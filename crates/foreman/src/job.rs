//! Job and task types
//!
//! A [`Job`] is the unit of work that travels from a submitter through a
//! queue producer and a worker monitor to a worker. Jobs are serialized
//! opaquely (JSON) for persistence in the queue backend; delivery
//! credentials in [`Job::private`] are per-delivery and never part of the
//! payload.

use chrono::{DateTime, Utc};
use serde::{Deserialize, Serialize};
use serde_json::Value;
use uuid::Uuid;

use crate::backend::DeliveryTag;

/// Unique job identifier.
#[derive(Debug, Clone, Copy, PartialEq, Eq, Hash, Serialize, Deserialize)]
pub struct JobId(pub Uuid);

impl JobId {
    pub fn new() -> Self {
        Self(Uuid::now_v7())
    }
}

impl Default for JobId {
    fn default() -> Self {
        Self::new()
    }
}

impl std::fmt::Display for JobId {
    fn fmt(&self, f: &mut std::fmt::Formatter<'_>) -> std::fmt::Result {
        self.0.fmt(f)
    }
}

/// Identity of a submitting client. Only the owner of a job may collect
/// its result.
#[derive(Debug, Clone, Copy, PartialEq, Eq, Hash, Serialize, Deserialize)]
pub struct OwnerId(pub Uuid);

impl OwnerId {
    pub fn new() -> Self {
        Self(Uuid::now_v7())
    }
}

impl Default for OwnerId {
    fn default() -> Self {
        Self::new()
    }
}

/// Correlates a reply with the submission that expects it.
#[derive(Debug, Clone, Copy, PartialEq, Eq, Hash, Serialize, Deserialize)]
pub struct RequestId(pub Uuid);

impl RequestId {
    pub fn new() -> Self {
        Self(Uuid::now_v7())
    }
}

impl Default for RequestId {
    fn default() -> Self {
        Self::new()
    }
}

/// Identity of the node processing a job.
#[derive(Debug, Clone, PartialEq, Eq, Hash, Serialize, Deserialize)]
pub struct NodeId(pub String);

impl NodeId {
    pub fn new(name: impl Into<String>) -> Self {
        Self(name.into())
    }
}

impl Default for NodeId {
    fn default() -> Self {
        Self::new("local")
    }
}

impl std::fmt::Display for NodeId {
    fn fmt(&self, f: &mut std::fmt::Formatter<'_>) -> std::fmt::Result {
        self.0.fmt(f)
    }
}

/// Reply address attached to a job when the submitter expects a result.
#[derive(Debug, Clone, Copy, PartialEq, Eq, Serialize, Deserialize)]
pub struct ReplyTo {
    /// Identity allowed to collect the result.
    pub owner: OwnerId,
    /// Fresh per-submission id; replies are matched on it and stale
    /// replies are dropped.
    pub request: RequestId,
}

/// The callable shape of a job.
///
/// Closures are not durably serializable, so the nullary shape is the
/// worker module's unit entry point rather than an arbitrary function; the
/// other shapes address module methods by name.
#[derive(Debug, Clone, PartialEq, Serialize, Deserialize)]
#[serde(rename_all = "snake_case")]
pub enum Task {
    /// Invoke the module's nullary entry point with the worker state.
    Run,
    /// Invoke a named method with the worker state.
    Method(String),
    /// Invoke a named method with positional arguments and the worker state.
    Apply { method: String, args: Vec<Value> },
}

impl Task {
    /// Named method without arguments.
    pub fn method(name: impl Into<String>) -> Self {
        Task::Method(name.into())
    }

    /// Named method with positional arguments.
    pub fn apply(name: impl Into<String>, args: Vec<Value>) -> Self {
        Task::Apply {
            method: name.into(),
            args,
        }
    }
}

impl std::fmt::Display for Task {
    fn fmt(&self, f: &mut std::fmt::Formatter<'_>) -> std::fmt::Result {
        match self {
            Task::Run => write!(f, "run"),
            Task::Method(name) => write!(f, "{name}/0"),
            Task::Apply { method, args } => write!(f, "{method}/{}", args.len()),
        }
    }
}

/// A unit of work flowing through a pool.
#[derive(Debug, Clone, Serialize, Deserialize)]
pub struct Job {
    pub id: JobId,

    /// What to execute.
    pub task: Task,

    /// Present iff the submitter expects a reply.
    pub from: Option<ReplyTo>,

    /// Filled in by the worker after successful execution.
    pub result: Option<Value>,

    /// Node that accepted the job, stamped by the worker monitor.
    pub by: Option<NodeId>,

    /// Backend ack credentials for the current delivery. Never serialized:
    /// they are only meaningful to the connection that delivered the job.
    #[serde(skip)]
    pub private: Option<DeliveryTag>,

    pub submitted_at: DateTime<Utc>,
}

impl Job {
    pub fn new(task: Task) -> Self {
        Self {
            id: JobId::new(),
            task,
            from: None,
            result: None,
            by: None,
            private: None,
            submitted_at: Utc::now(),
        }
    }

    /// Attach a reply address.
    pub fn with_reply(mut self, reply: ReplyTo) -> Self {
        self.from = Some(reply);
        self
    }

    /// Wire encoding used when publishing to the backend.
    pub(crate) fn encode(&self) -> Result<Vec<u8>, serde_json::Error> {
        serde_json::to_vec(self)
    }

    /// Decode a backend payload back into a job.
    pub(crate) fn decode(payload: &[u8]) -> Result<Self, serde_json::Error> {
        serde_json::from_slice(payload)
    }
}

#[cfg(test)]
mod tests {
    use super::*;
    use serde_json::json;

    #[test]
    fn round_trips_through_wire_encoding() {
        let job = Job::new(Task::apply("resize", vec![json!(800), json!(600)])).with_reply(
            ReplyTo {
                owner: OwnerId::new(),
                request: RequestId::new(),
            },
        );

        let bytes = job.encode().unwrap();
        let decoded = Job::decode(&bytes).unwrap();

        assert_eq!(decoded.id, job.id);
        assert_eq!(decoded.task, job.task);
        assert_eq!(decoded.from, job.from);
        assert!(decoded.result.is_none());
    }

    #[test]
    fn delivery_credentials_stay_out_of_the_payload() {
        let mut job = Job::new(Task::Run);
        job.private = Some(DeliveryTag(42));

        let decoded = Job::decode(&job.encode().unwrap()).unwrap();
        assert!(decoded.private.is_none());
    }

    #[test]
    fn task_display_shows_shape() {
        assert_eq!(Task::Run.to_string(), "run");
        assert_eq!(Task::method("ping").to_string(), "ping/0");
        assert_eq!(Task::apply("add", vec![json!(1)]).to_string(), "add/1");
    }
}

■ GOAL OF THE EXERCISE ■
Please give every entry again, precisely as it appears.

■ SOLVED EXERCISE ■
filename crates/foreman/src/job.rs
//! Job and task types
//!
//! A [`Job`] is the unit of work that travels from a submitter through a
//! queue producer and a worker monitor to a worker. Jobs are serialized
//! opaquely (JSON) for persistence in the queue backend; delivery
//! credentials in [`Job::private`] are per-delivery and never part of the
//! payload.

use chrono::{DateTime, Utc};
use serde::{Deserialize, Serialize};
use serde_json::Value;
use uuid::Uuid;

use crate::backend::DeliveryTag;

/// Unique job identifier.
#[derive(Debug, Clone, Copy, PartialEq, Eq, Hash, Serialize, Deserialize)]
pub struct JobId(pub Uuid);

impl JobId {
    pub fn new() -> Self {
        Self(Uuid::now_v7())
    }
}

impl Default for JobId {
    fn default() -> Self {
        Self::new()
    }
}

impl std::fmt::Display for JobId {
    fn fmt(&self, f: &mut std::fmt::Formatter<'_>) -> std::fmt::Result {
        self.0.fmt(f)
    }
}

/// Identity of a submitting client. Only the owner of a job may collect
/// its result.
#[derive(Debug, Clone, Copy, PartialEq, Eq, Hash, Serialize, Deserialize)]
pub struct OwnerId(pub Uuid);

impl OwnerId {
    pub fn new() -> Self {
        Self(Uuid::now_v7())
    }
}

impl Default for OwnerId {
    fn default() -> Self {
        Self::new()
    }
}

/// Correlates a reply with the submission that expects it.
#[derive(Debug, Clone, Copy, PartialEq, Eq, Hash, Serialize, Deserialize)]
pub struct RequestId(pub Uuid);

impl RequestId {
    pub fn new() -> Self {
        Self(Uuid::now_v7())
    }
}

impl Default for RequestId {
    fn default() -> Self {
        Self::new()
    }
}

/// Identity of the node processing a job.
#[derive(Debug, Clone, PartialEq, Eq, Hash, Serialize, Deserialize)]
pub struct NodeId(pub String);

impl NodeId {
    pub fn new(name: impl Into<String>) -> Self {
        Self(name.into())
    }
}

impl Default for NodeId {
    fn default() -> Self {
        Self::new("local")
    }
}

impl std::fmt::Display for NodeId {
    fn fmt(&self, f: &mut std::fmt::Formatter<'_>) -> std::fmt::Result {
        self.0.fmt(f)
    }
}

/// Reply address attached to a job when the submitter expects a result.
#[derive(Debug, Clone, Copy, PartialEq, Eq, Serialize, Deserialize)]
pub struct ReplyTo {
    /// Identity allowed to collect the result.
    pub owner: OwnerId,
    /// Fresh per-submission id; replies are matched on it and stale
    /// replies are dropped.
    pub request: RequestId,
}

/// The callable shape of a job.
///
/// Closures are not durably serializable, so the nullary shape is the
/// worker module's unit entry point rather than an arbitrary function; the
/// other shapes address module methods by name.
#[derive(Debug, Clone, PartialEq, Serialize, Deserialize)]
#[serde(rename_all = "snake_case")]
pub enum Task {
    /// Invoke the module's nullary entry point with the worker state.
    Run,
    /// Invoke a named method with the worker state.
    Method(String),
    /// Invoke a named method with positional arguments and the worker state.
    Apply { method: String, args: Vec<Value> },
}

impl Task {
    /// Named method without arguments.
    pub fn method(name: impl Into<String>) -> Self {
        Task::Method(name.into())
    }

    /// Named method with positional arguments.
    pub fn apply(name: impl Into<String>, args: Vec<Value>) -> Self {
        Task::Apply {
            method: name.into(),
            args,
        }
    }
}

impl std::fmt::Display for Task {
    fn fmt(&self, f: &mut std::fmt::Formatter<'_>) -> std::fmt::Result {
        match self {
            Task::Run => write!(f, "run"),
            Task::Method(name) => write!(f, "{name}/0"),
            Task::Apply { method, args } => write!(f, "{method}/{}", args.len()),
        }
    }
}

/// A unit of work flowing through a pool.
#[derive(Debug, Clone, Serialize, Deserialize)]
pub struct Job {
    pub id: JobId,

    /// What to execute.
    pub task: Task,

    /// Present iff the submitter expects a reply.
    pub from: Option<ReplyTo>,

    /// Filled in by the worker after successful execution.
    pub result: Option<Value>,

    /// Node that accepted the job, stamped by the worker monitor.
    pub by: Option<NodeId>,

    /// Backend ack credentials for the current delivery. Never serialized:
    /// they are only meaningful to the connection that delivered the job.
    #[serde(skip)]
    pub private: Option<DeliveryTag>,

    pub submitted_at: DateTime<Utc>,
}

impl Job {
    pub fn new(task: Task) -> Self {
        Self {
            id: JobId::new(),
            task,
            from: None,
            result: None,
            by: None,
            private: None,
            submitted_at: Utc::now(),
        }
    }

    /// Attach a reply address.
    pub fn with_reply(mut self, reply: ReplyTo) -> Self {
        self.from = Some(reply);
        self
    }

    /// Wire encoding used when publishing to the backend.
    pub(crate) fn encode(&self) -> Result<Vec<u8>, serde_json::Error> {
        serde_json::to_vec(self)
    }

    /// Decode a backend payload back into a job.
    pub(crate) fn decode(payload: &[u8]) -> Result<Self, serde_json::Error> {
        serde_json::from_slice(payload)
    }
}

#[cfg(test)]
mod tests {
    use super::*;
    use serde_json::json;

    #[test]
    fn round_trips_through_wire_encoding() {
        let job = Job::new(Task::apply("resize", vec![json!(800), json!(600)])).with_reply(
            ReplyTo {
                owner: OwnerId::new(),
                request: RequestId::new(),
            },
        );

        let bytes = job.encode().unwrap();
        let decoded = Job::decode(&bytes).unwrap();

        assert_eq!(decoded.id, job.id);
        assert_eq!(decoded.task, job.task);
        assert_eq!(decoded.from, job.from);
        assert!(decoded.result.is_none());
    }

    #[test]
    fn delivery_credentials_stay_out_of_the_payload() {
        let mut job = Job::new(Task::Run);
        job.private = Some(DeliveryTag(42));

        let decoded = Job::decode(&job.encode().unwrap()).unwrap();
        assert!(decoded.private.is_none());
    }

    #[test]
    fn task_display_shows_shape() {
        assert_eq!(Task::Run.to_string(), "run");
        assert_eq!(Task::method("ping").to_string(), "ping/0");
        assert_eq!(Task::apply("add", vec![json!(1)]).to_string(), "add/1");
    }
}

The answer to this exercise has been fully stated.